What adults do in their own homes is their business.
“I don’t care if you’re 30 years old, watch ESPN and smoke dope on the couch all day,” he said.
Colorado has a higher incarceration rate than a crime rate, with mandatory sentences for drugs and non-violent criminals. Is that a wise use of resources in this economy?
Turner: “The logic is simple. If you put bad guys away they can’t do any more crimes. But we cannot continue to go down that path,” he said.
He suggested alternatives such as intervention and drug and alcohol courts to help keep people out of prison.
“They’re not getting those types of programs when they’re behind bars,” he said.
Drug courts are not free, he said, and it’s about funding and resources.
Brown: “With more people behind bars that’s money that doesn’t go to education,” he said.
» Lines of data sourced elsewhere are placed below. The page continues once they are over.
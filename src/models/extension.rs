/********************************************************************************
 * Copyright (c) 2024 Contributors to the Eclipse Foundation
 *
 * See the NOTICE file(s) distributed with this work for additional
 * information regarding copyright ownership.
 *
 * This program and the accompanying materials are made available under the
 * terms of the Apache License Version 2.0 which is available at
 * https://www.apache.org/licenses/LICENSE-2.0
 *
 * SPDX-License-Identifier: Apache-2.0
 ********************************************************************************/
use chrono::{DateTime, Utc};
use serde::{Deserialize, Serialize};
use uuid::Uuid;

use super::{lenient_uuid, timestamp};

/// A SIP extension served by the registrar.
#[derive(Clone, Debug, Default, PartialEq, Eq, Serialize, Deserialize)]
#[serde(default)]
pub struct Extension {
    pub id: Uuid,
    pub customer_id: Uuid,
    pub name: String,
    pub detail: String,
    #[serde(deserialize_with = "lenient_uuid")]
    pub domain_id: Uuid,
    pub endpoint_id: String,
    pub aor_id: String,
    pub auth_id: String,
    pub extension: String,
    pub domain_name: String,
    pub realm: String,
    pub username: String,
    #[serde(skip_serializing_if = "String::is_empty")]
    pub password: String,
    #[serde(with = "timestamp", skip_serializing_if = "Option::is_none")]
    pub tm_create: Option<DateTime<Utc>>,
    #[serde(with = "timestamp", skip_serializing_if = "Option::is_none")]
    pub tm_update: Option<DateTime<Utc>>,
    #[serde(with = "timestamp", skip_serializing_if = "Option::is_none")]
    pub tm_delete: Option<DateTime<Utc>>,
}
He said he’d like to see as many out of prison as possible, and that people in prison should not be non-violent.
He said the region’s only juvenile drug court is in Summit County.
“We should make those programs available to people throughout the Fifth Judicial District,” Brown said.
If a juvenile is caught with possession and paraphernalia, it indicates they have a problem with drugs, he said. He would require them to go to a program at their own expense, if need be.
Is voter fraud an issue in this county?
Turner: “A dozen instances of alleged voter fraud are being investigated by the District Attorney’s Office. Some people say one case of voter fraud is significant,” Turner said.
He said every case they discover would be investigated and prosecuted.
Brown: “If there’s a perception of a problem we need to deal with it in an adult discussion,” he said. “We have to put our resources where they can best be used. If we uncover voter fraud, it should be prosecuted.”
Like everyone else, prosecutors will do the best they can with what they have.
“We cannot prosecute every crime. There’s a sorting process,” he said. “Violent crime takes precedent over lesser crime.”
“When I’m the DA people will disagree with me. If there’s a rational reason about why what I’m doing is wrong, we’ll say that. Occasionally we’re going to make mistakes, but we’re going to get it right in the end.”